> **Items from a dataset**
-- Opening Marker --

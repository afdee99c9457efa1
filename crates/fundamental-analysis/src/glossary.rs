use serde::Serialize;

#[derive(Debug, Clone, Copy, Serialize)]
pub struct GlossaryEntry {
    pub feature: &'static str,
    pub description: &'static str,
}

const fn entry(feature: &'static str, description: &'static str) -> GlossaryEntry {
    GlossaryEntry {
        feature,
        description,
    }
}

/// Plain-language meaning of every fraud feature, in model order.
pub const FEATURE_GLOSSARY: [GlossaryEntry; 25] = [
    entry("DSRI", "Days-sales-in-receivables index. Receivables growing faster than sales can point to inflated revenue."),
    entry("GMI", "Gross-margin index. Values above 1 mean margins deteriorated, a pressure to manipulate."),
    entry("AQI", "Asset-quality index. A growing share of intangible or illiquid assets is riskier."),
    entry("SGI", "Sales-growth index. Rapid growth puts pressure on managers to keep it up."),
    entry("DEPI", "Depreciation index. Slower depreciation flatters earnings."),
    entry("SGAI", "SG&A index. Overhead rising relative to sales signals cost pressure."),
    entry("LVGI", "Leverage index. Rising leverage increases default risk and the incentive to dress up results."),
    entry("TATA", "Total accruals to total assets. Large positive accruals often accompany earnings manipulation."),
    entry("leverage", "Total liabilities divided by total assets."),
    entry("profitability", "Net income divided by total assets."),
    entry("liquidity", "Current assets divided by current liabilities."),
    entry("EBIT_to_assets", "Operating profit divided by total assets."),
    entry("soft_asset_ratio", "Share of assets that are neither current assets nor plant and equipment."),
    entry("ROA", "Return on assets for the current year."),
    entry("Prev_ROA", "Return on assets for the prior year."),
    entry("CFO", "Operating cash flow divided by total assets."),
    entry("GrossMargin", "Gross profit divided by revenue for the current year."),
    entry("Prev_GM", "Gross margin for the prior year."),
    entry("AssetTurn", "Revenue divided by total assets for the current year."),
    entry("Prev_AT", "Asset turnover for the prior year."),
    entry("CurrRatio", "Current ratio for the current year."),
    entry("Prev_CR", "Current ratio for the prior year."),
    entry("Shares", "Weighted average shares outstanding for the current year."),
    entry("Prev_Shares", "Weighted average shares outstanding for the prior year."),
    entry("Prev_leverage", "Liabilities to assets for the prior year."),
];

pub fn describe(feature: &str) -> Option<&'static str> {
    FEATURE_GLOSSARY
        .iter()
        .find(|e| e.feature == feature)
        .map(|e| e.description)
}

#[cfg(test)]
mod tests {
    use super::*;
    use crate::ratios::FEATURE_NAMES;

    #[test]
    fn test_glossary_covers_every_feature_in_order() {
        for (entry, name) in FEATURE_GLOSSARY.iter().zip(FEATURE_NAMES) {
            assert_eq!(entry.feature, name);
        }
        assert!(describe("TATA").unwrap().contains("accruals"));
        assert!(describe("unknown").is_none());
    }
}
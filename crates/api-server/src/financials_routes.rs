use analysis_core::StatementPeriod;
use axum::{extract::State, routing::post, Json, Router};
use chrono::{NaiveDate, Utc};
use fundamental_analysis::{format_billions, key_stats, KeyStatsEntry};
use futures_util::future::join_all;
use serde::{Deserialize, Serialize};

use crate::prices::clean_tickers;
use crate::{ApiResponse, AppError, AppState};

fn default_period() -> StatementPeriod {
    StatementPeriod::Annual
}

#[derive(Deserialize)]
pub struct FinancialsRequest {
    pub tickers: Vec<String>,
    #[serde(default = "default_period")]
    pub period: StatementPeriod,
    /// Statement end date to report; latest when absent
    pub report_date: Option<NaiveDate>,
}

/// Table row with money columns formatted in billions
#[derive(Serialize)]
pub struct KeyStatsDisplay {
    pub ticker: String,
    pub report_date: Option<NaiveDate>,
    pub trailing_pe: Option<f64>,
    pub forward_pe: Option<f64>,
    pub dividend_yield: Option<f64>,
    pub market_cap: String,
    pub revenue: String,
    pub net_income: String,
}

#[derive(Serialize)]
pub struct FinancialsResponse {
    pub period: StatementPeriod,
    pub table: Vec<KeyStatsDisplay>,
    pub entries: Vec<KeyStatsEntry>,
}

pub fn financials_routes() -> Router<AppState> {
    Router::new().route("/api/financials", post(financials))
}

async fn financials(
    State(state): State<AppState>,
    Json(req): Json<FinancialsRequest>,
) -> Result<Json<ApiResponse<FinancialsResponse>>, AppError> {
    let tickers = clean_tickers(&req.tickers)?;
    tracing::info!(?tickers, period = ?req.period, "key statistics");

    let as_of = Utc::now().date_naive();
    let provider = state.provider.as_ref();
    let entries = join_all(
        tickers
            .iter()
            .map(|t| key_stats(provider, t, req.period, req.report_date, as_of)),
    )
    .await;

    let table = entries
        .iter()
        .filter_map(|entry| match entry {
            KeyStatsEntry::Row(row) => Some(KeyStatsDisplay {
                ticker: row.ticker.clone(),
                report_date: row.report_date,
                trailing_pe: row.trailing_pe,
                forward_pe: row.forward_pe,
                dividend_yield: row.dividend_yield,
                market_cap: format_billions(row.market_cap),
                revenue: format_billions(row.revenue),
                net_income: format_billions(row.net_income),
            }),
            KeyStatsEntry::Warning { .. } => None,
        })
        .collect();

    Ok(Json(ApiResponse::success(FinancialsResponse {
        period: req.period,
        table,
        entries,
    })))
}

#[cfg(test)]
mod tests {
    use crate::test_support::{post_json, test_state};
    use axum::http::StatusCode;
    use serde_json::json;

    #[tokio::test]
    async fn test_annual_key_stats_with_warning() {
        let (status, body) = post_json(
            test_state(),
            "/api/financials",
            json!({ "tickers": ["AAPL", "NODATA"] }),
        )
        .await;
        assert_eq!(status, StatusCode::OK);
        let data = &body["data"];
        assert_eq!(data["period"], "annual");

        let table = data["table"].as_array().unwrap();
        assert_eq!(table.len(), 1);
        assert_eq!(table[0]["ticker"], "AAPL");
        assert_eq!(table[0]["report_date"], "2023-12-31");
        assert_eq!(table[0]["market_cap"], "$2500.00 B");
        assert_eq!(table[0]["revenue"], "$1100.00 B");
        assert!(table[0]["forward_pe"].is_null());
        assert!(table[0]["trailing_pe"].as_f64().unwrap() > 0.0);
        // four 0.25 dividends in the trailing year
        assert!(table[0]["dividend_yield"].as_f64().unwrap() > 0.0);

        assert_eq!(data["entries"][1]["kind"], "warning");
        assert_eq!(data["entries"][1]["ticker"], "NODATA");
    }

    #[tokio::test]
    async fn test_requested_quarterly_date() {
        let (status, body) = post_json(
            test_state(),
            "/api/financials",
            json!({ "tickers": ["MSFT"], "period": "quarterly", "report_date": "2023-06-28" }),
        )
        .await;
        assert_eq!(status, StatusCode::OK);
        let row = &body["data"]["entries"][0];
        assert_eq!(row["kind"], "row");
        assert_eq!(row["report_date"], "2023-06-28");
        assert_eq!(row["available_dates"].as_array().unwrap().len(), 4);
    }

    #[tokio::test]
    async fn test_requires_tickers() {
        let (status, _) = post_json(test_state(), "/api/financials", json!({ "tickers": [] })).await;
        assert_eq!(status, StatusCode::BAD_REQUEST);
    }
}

-- Closing Marker --

> **Task to carry out**
Set down, exactly as they appear above, all lines from the one that has "total assets for" down to the one that has "ratio for the current", including those two and no others.

> **Response for this exercise**
    entry("AssetTurn", "Revenue divided by total assets for the current year."),
    entry("Prev_AT", "Asset turnover for the prior year."),
    entry("CurrRatio", "Current ratio for the current year."),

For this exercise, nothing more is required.